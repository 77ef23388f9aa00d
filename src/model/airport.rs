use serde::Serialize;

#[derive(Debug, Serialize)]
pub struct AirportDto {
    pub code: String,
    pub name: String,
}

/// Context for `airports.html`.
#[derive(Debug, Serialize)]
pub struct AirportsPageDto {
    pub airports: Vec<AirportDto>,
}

------------------------

What the exercise asks:
Set down the data once more, exactly as shown above.

Response below:
repository 77ef23388f9aa00d
filename src/model/airport.rs
use serde::Serialize;

#[derive(Debug, Serialize)]
pub struct AirportDto {
    pub code: String,
    pub name: String,
}

/// Context for `airports.html`.
#[derive(Debug, Serialize)]
pub struct AirportsPageDto {
    pub airports: Vec<AirportDto>,
}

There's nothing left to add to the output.